People often ask me “What good is Relativity?” It is a commonplace to think of Relativity as an abstract and highly arcane mathematical theory that has no consequences for everyday life. This is in fact far from the truth.

Consider for a moment that when you are traveling in a commercial airliner, the pilot and crew are navigating to your destination with the aid of data from the Global Navigation Satellite System (GNSS), of which the United States NAVSTAR Global Positioning System (GPS for short) is the most familiar component.

In fact, “GPS” is often synonymous with satellite navigation, even it is now one of three global satellite navigation systems in operation along with the Russian GLONASS and EU Galileo satellite systems (they will be joined by the Chinese BeiDou-2 system when it expands to global scale in the early 2020s), While this article is specifically about NAVSTAR GPS, the basic operating principles are similar across the various GNSS implementations.

GPS was developed by the United States Department of Defense to provide a satellite-based navigation system for the U.S. military.
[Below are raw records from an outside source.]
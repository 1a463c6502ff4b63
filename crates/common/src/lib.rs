//! Shared types, config, and error definitions for the Pleinchamp bridge.

pub mod config;
pub mod error;
pub mod types;

pub use config::BridgeConfig;
pub use error::{Error, ErrorKind, FetchError};
pub use types::*;

/// Convenience Result alias.
pub type Result<T> = std::result::Result<T, Error>;
impl Actor {
    async fn run(mut self, mut commands: mpsc::UnboundedReceiver<Command>) {
        debug!("Coordinator for {} running", self.location.name);

        loop {
            let deadline = self.next_deadline();

            let event = tokio::select! {
                biased;
                cmd = commands.recv() => Event::Command(cmd.unwrap_or(Command::Stop)),
                (seq, result) = next_completion(&mut self.in_flight) => Event::Completed(seq, result),
                _ = sleep_until_opt(deadline) => Event::Timer,
            };

            match event {
                Event::Command(Command::Stop) => break,
                Event::Command(Command::Start(interval)) => self.on_start(interval),
                Event::Command(Command::Refresh(reply)) => self.on_refresh(reply),
                Event::Completed(seq, result) => self.on_completed(seq, result),
                Event::Timer => self.on_timer(),
            }
        }

        if self.in_flight.take().is_some() {
            info!("Cancelled in-flight poll for {}", self.location.name);
        }
        // Dropping the waiters tells their callers the coordinator stopped.
        self.waiters.clear();
        self.set_poll_state(PollState::Idle);
        info!("Coordinator for {} stopped", self.location.name);
    }

    /// Only one timer matters at a time: nothing while polling, the backoff
    /// expiry while backing off, otherwise the periodic tick.
    fn next_deadline(&self) -> Option<Instant> {
        if self.in_flight.is_some() {
            None
        } else if self.backoff_until.is_some() {
            self.backoff_until
        } else {
            self.next_tick
        }
    }

    fn on_start(&mut self, interval: Duration) {
        if interval.is_zero() {
            warn!("Ignoring start() with zero poll interval for {}", self.location.name);
            return;
        }
        if self.interval.is_some() {
            debug!("Coordinator for {} already started", self.location.name);
            return;
        }

        let first = jittered(interval, self.settings.jitter_ratio, &mut rand::thread_rng());
        self.interval = Some(interval);
        if self.in_flight.is_none() && self.backoff_until.is_none() {
            self.next_tick = Some(Instant::now() + first);
        }

        info!(
            "Polling {} every {}s (first poll in {:.1}s)",
            self.location.name,
            interval.as_secs(),
            first.as_secs_f64()
        );
    }

    fn on_refresh(&mut self, reply: oneshot::Sender<PollResult>) {
        self.waiters.push(reply);

        if self.in_flight.is_some() {
            debug!("Refresh for {} joined the poll in flight", self.location.name);
            return;
        }

        if let Some(until) = self.backoff_until {
            if Instant::now() < until {
                debug!(
                    "Refresh for {} queued until backoff expires in {:.1}s",
                    self.location.name,
                    (until - Instant::now()).as_secs_f64()
                );
                return;
            }
        }

        self.begin_poll();
    }

    fn on_timer(&mut self) {
        if self.backoff_until.is_some() {
            debug!("Backoff expired for {}", self.location.name);
        }
        self.begin_poll();
    }

    fn begin_poll(&mut self) {
        self.next_sequence += 1;
        let sequence = self.next_sequence;
        self.backoff_until = None;
        self.next_tick = None;
        self.set_poll_state(PollState::Polling);

        debug!("Polling {} (sequence {})", self.location.name, sequence);

        let source = Arc::clone(&self.source);
        let quota = self.settings.quota.clone();
        let location = self.location.clone();
        let api_key = self.api_key.clone();

        self.in_flight = Some(
            async move {
                if let Some(quota) = quota {
                    quota.until_ready().await;
                }
                let result = source.fetch(&location, &api_key).await;
                (sequence, result)
            }
            .boxed(),
        );
    }

    fn on_completed(&mut self, sequence: u64, result: Result<RawPayload, FetchError>) {
        let fetched_at = Utc::now();
        let outcome = result.and_then(|payload| {
            self.settings
                .normalizer
                .normalize(&payload, &self.location.id, fetched_at, sequence)
        });

        match outcome {
            Ok(snapshot) => self.install(snapshot),
            Err(err) => self.fail(err),
        }
    }

    /// Sequences are taken when a poll starts and only one poll is ever in
    /// flight, so installs always happen in poll-start order.
    fn install(&mut self, snapshot: ForecastSnapshot) {
        let new = Arc::new(snapshot);
        let old = self.cache.borrow().current.clone();
        debug_assert!(old.as_ref().map_or(true, |o| o.sequence() < new.sequence()));

        self.cache.send_replace(Cache {
            current: Some(Arc::clone(&new)),
            previous: old.clone(),
        });
        self.attempt = 0;
        self.after_poll(ForecastStatus::Available, None);

        let notified = self.registry.notify(old.as_deref(), &new);
        info!(
            "Installed snapshot {} for {} ({} readings, {} subscribers notified)",
            new.sequence(),
            self.location.name,
            new.len(),
            notified
        );

        self.reply_all(Ok(new));
    }

    fn fail(&mut self, err: FetchError) {
        let has_cache = self.cache.borrow().current.is_some();

        if err.is_retriable() {
            let delay = self.settings.backoff.delay_for(self.attempt, &err.kind);
            self.attempt = self.attempt.saturating_add(1);
            let now = Instant::now();
            let until = now
                .checked_add(delay)
                .or_else(|| now.checked_add(self.settings.backoff.max))
                .unwrap_or(now);
            self.backoff_until = Some(until);

            warn!(
                "Poll for {} failed ({}); retry {} in {}s",
                self.location.name,
                err,
                self.attempt,
                delay.as_secs()
            );

            let status = if has_cache {
                ForecastStatus::Stale
            } else {
                ForecastStatus::Unavailable
            };
            self.health.send_replace(Health {
                status,
                poll_state: PollState::Backoff {
                    until: until.into_std(),
                    attempt: self.attempt,
                },
                last_error: Some(err.clone()),
            });
        } else {
            error!(
                "Poll for {} failed ({}); not retrying until the next scheduled poll",
                self.location.name, err
            );
            self.attempt = 0;
            self.after_poll(ForecastStatus::Unavailable, Some(err.clone()));
        }

        self.reply_all(Err(err));
    }

    /// Back to `Idle` with the next periodic tick scheduled.
    fn after_poll(&mut self, status: ForecastStatus, last_error: Option<FetchError>) {
        self.backoff_until = None;
        self.next_tick = self.interval.map(|interval| Instant::now() + interval);
        self.health.send_replace(Health {
            status,
            poll_state: PollState::Idle,
            last_error,
        });
    }

    fn set_poll_state(&self, poll_state: PollState) {
        self.health.send_modify(|h| h.poll_state = poll_state);
    }

    fn reply_all(&mut self, result: PollResult) {
        for waiter in self.waiters.drain(..) {
            let _ = waiter.send(result.clone());
        }
    }
}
It was later put under joint DoD and Department of Transportation control to provide for both military and civilian navigation uses, and has become a part of daily life.

Most recent-model cars are equipped with built-in GPS navigation systems (increasingly as standard equipment), you can purchase hand-held GPS navigation units that will give you your position on the Earth (latitude, longitude, and altitude) to an accuracy of 5 to 10 meters that weigh only a few ounces and cost around $100, and GPS technology is increasingly found in smartphones (though not all smartphones derive location information from GPS satellites).

The nominal GPS configuration consists of a network of 24 satellites in high orbits around the Earth, but up to 30 or so satellites may be on station at any given time.

Each satellite in the GPS constellation orbits at an altitude of about 20,000 km from the ground, and has an orbital speed of about 14,000 km/hour (the orbital period is roughly 12 hours - contrary to popular belief, GPS satellites are not in geosynchronous or geostationary orbits). The satellite orbits are distributed so that at least 4 satellites are always visible from any point on the Earth at any given instant (with up to 12 visible at one time). Each satellite carries with it an atomic clock that “ticks” with a nominal accuracy of 1 nanosecond (1 billionth of a second).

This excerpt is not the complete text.